North and South Korea to Cooperate on Recovering World War II Remains from Japan

The controversy of the so-called comfort women -- those forced into sexual slavery for Japanese troops during World War II -- has marred relations between South Korea and Japan for decades
AFP/KIM HONG-JI

A pro-unification South Korean group called the Korean Council for Reconciliation and Cooperation (KCRC) announced on Thursday that it will send a delegation to North Korea on July 16 to work on recovering the remains of Koreans forced to work for Imperial Japan as slaves during the World War II era.

“There are many remains of forced workers which have not been returned to us from Japan. That is what the South and the North are trying to do,” said KCRC president Kim Hong-gul, the son of former South Korean President Kim Dae-jung, as quoted by Yonhap News.

Kim said the North Korean government has tentatively agreed to work on a joint project to recover the remains, while the South Korean government has not yet given its official approval. The goal of the project is to identify as many remains as possible and return them to their families, with the rest buried together in a location easily accessible by both North and South Koreans, probably somewhere along the Demilitarized Zone.

“If things go as planned, we will announce its official launch before the end of July in Japan by bringing together representatives from the South, the North, and Chongryon and other Japanese civic organizations,” he said, referring to a civic association of Koreans living in Japan.

A possible hindrance to the project is that North Korea’s relations with Japan have not thawed at the same pace as its relations with South Korea or the United States. On Thursday, North Korean diplomat Ju Yong-chol who was attending the U.N. Conference on Disarmament in Geneva gave Japan a stern lecture about keeping its nose out of affairs on the Korean peninsula.

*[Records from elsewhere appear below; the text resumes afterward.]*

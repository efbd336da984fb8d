use crate::error::FlowError;
use crate::network_map::NetworkMap;
use crate::notary::UniquenessProvider;
use serde::{Deserialize, Serialize};
use serde_json::Value;
use std::fmt;
use std::sync::Arc;
use vaultflow_core::id::{Party, TxId};
use vaultflow_core::result_cell::ResultCell;
use vaultflow_core::transaction::LedgerTransaction;
use vaultflow_core::update::VaultUpdate;
use vaultflow_storage::transactions::TransactionStorage;
use vaultflow_storage::vault::Vault;

/// Identifies a flow instance within its node
#[derive(Debug, Clone, Copy, PartialEq, Eq, Hash, PartialOrd, Ord, Serialize, Deserialize)]
pub struct FlowId(pub u64);

impl fmt::Display for FlowId {
    fn fmt(&self, f: &mut fmt::Formatter<'_>) -> fmt::Result {
        write!(f, "flow-{}", self.0)
    }
}

/// Outcome of a flow: its payload on success, its cause on failure
pub type FlowResultFuture = ResultCell<Value, FlowError>;

/// Returned by `start_flow`
#[derive(Debug, Clone)]
pub struct FlowHandle {
    pub id: FlowId,
    pub result: FlowResultFuture,
}

/// One side of a conversation: the peer and the protocol spoken with it
#[derive(Debug, Clone, PartialEq, Eq, Hash, PartialOrd, Ord, Serialize, Deserialize)]
pub struct Session {
    pub peer: Party,
    pub protocol: String,
}

impl Session {
    pub fn new(peer: Party, protocol: impl Into<String>) -> Self {
        Self {
            peer,
            protocol: protocol.into(),
        }
    }
}

impl fmt::Display for Session {
    fn fmt(&self, f: &mut fmt::Formatter<'_>) -> fmt::Result {
        write!(f, "{}@{}", self.protocol, self.peer)
    }
}

/// What wakes a flow
#[derive(Debug, Clone, PartialEq)]
pub enum FlowEvent {
    /// First step of an initiating flow
    Start,
    /// A message arrived on a session
    Received { session: Session, payload: Value },
}

/// What a flow wants after a step
#[derive(Debug, Clone, PartialEq)]
pub enum FlowStep {
    /// Suspend until a message arrives on this session
    Receive(Session),
    /// Finish with this payload
    Done(Value),
}

/// A protocol written as an explicit state machine
///
/// The engine calls `on_event` once per event. Between calls the flow is
/// parked in the engine's table and holds no thread.
pub trait FlowLogic: Send {
    fn on_event(&mut self, ctx: &mut FlowContext, event: FlowEvent) -> Result<FlowStep, FlowError>;
}

/// Node services available to a flow while it runs a step
pub struct FlowContext {
    me: Party,
    flow_id: FlowId,
    vault: Arc<Vault>,
    transactions: Arc<dyn TransactionStorage>,
    network: NetworkMap,
    notary: Option<Arc<UniquenessProvider>>,
    outbound: Vec<(Session, Value)>,
    committed: bool,
    salts_drawn: u64,
}

impl FlowContext {
    #[allow(clippy::too_many_arguments)]
    pub(crate) fn new(
        me: Party,
        flow_id: FlowId,
        vault: Arc<Vault>,
        transactions: Arc<dyn TransactionStorage>,
        network: NetworkMap,
        notary: Option<Arc<UniquenessProvider>>,
        committed: bool,
        salts_drawn: u64,
    ) -> Self {
        Self {
            me,
            flow_id,
            vault,
            transactions,
            network,
            notary,
            outbound: Vec::new(),
            committed,
            salts_drawn,
        }
    }

    pub fn me(&self) -> &Party {
        &self.me
    }

    pub fn flow_id(&self) -> FlowId {
        self.flow_id
    }

    pub fn vault(&self) -> &Vault {
        &self.vault
    }

    pub fn network(&self) -> &NetworkMap {
        &self.network
    }

    pub fn transactions(&self) -> &dyn TransactionStorage {
        self.transactions.as_ref()
    }

    /// The local uniqueness service, if this node is a notary
    pub fn notary_service(&self) -> Option<&UniquenessProvider> {
        self.notary.as_deref()
    }

    /// Queue a message; it is sent once the current step finishes
    pub fn send(&mut self, session: &Session, payload: Value) {
        self.outbound.push((session.clone(), payload));
    }

    /// Apply an update to this node's vault
    ///
    /// The first successful commit is the flow's commit point; the flow can no
    /// longer be cancelled afterwards.
    pub fn commit(&mut self, update: VaultUpdate) -> Result<(), FlowError> {
        if update.is_empty() {
            return Ok(());
        }
        self.vault.apply(update)?;
        self.committed = true;
        Ok(())
    }

    /// Record a finalised transaction and apply the slice relevant to this node
    ///
    /// # Parameters
    /// * `tx` - The transaction to record
    ///
    /// # Returns
    /// The update applied to the vault; empty if the transaction was already recorded
    pub fn record_transaction(&mut self, tx: &LedgerTransaction) -> Result<VaultUpdate, FlowError> {
        tx.verify()?;
        if self.transactions.get_transaction(&tx.id)?.is_some() {
            log::debug!("{} already recorded {}", self.me, tx.id);
            return Ok(VaultUpdate::default());
        }

        let update = tx.vault_update_for(&self.me);
        self.commit(update.clone())?;
        self.transactions.store_transaction(tx)?;
        log::info!(
            "{} recorded {} consuming {} and producing {} of its states",
            self.me,
            tx.id,
            update.consumed.len(),
            update.produced.len()
        );
        Ok(update)
    }

    /// A salt unique to this node, flow and draw
    pub fn fresh_salt(&mut self) -> u64 {
        self.salts_drawn += 1;
        let digest = TxId::derive(&[
            b"salt",
            self.me.name().as_bytes(),
            &self.flow_id.0.to_le_bytes(),
            &self.salts_drawn.to_le_bytes(),
        ]);
        let mut bytes = [0u8; 8];
        bytes.copy_from_slice(&digest.bytes()[..8]);
        u64::from_le_bytes(bytes)
    }

    pub fn has_committed(&self) -> bool {
        self.committed
    }

    pub(crate) fn into_effects(self) -> (Vec<(Session, Value)>, bool, u64) {
        (self.outbound, self.committed, self.salts_drawn)
    }
}
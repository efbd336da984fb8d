pub mod error;
pub mod id;
pub mod result_cell;
pub mod states;
pub mod transaction;
pub mod update;

pub use error::{StorageError, TransactionError, VaultError};
pub use id::{Party, StateRef, TxId};
pub use result_cell::{AlreadySettled, ResultCell, Settlement};
pub use states::StateObject;
pub use transaction::{LedgerTransaction, OutputSpec, TransactionBuilder};
pub use update::VaultUpdate;
use crate::id::{Party, StateRef};
use serde::{Deserialize, Serialize};

/// An immutable claim held on the ledger
///
/// States are never edited. Transferring a claim consumes the state and
/// produces a new one owned by the recipient.
#[derive(Debug, Clone, PartialEq, Eq, Hash, Serialize, Deserialize)]
pub struct StateObject {
    /// Producing transaction and output index
    pub state_ref: StateRef,

    /// Party that may consume this state
    pub owner: Party,

    /// Asset type tag, e.g. a currency code
    pub asset: String,

    /// Amount of the asset this state represents
    pub quantity: u64,
}

impl StateObject {
    pub fn new(state_ref: StateRef, owner: Party, asset: impl Into<String>, quantity: u64) -> Self {
        Self {
            state_ref,
            owner,
            asset: asset.into(),
            quantity,
        }
    }

    /// Identity of this state
    pub fn id(&self) -> StateRef {
        self.state_ref
    }

    pub fn is_owned_by(&self, party: &Party) -> bool {
        &self.owner == party
    }
}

Ju was directly referring to Japan urging North Korea to live up to its denuclearization commitments, but the larger backdrop of this diplomatic spat is that Japanese Prime Minister Shinzo Abe has been pushing hard for North Korea to account for Japanese citizens it kidnapped in decades past. Pyongyang has accused Abe of trying to sabotage negotiations with “petty tricks” by making this demand.

There is also a long history of Japanese discomfort with discussions of how Imperial Japan treated Koreans during the colonial period. The topic has been controversial between Tokyo and Seoul since long before there were serious thoughts of inviting Pyongyang into the conversation. To put it bluntly, involving the North Koreans is unlikely to charm the Japanese into cooperating more enthusiastically with repatriation.

A South Korean commission said in 2015 that the remains of almost 2,750 Koreans forced to work in Japan during World War II have been found. Well over a million Koreans were reportedly coerced into laboring for the Japanese war machine.

A few hundred remains were repatriated from Japan to South Korea, but the South Korean government cites Japanese records to contend that about 2,770 sets of remains in various parts of Japan have yet to be returned. Another 20,000 sets of Korean remains, including soldiers and workers, are thought to be scattered across World War II’s Pacific battlefields.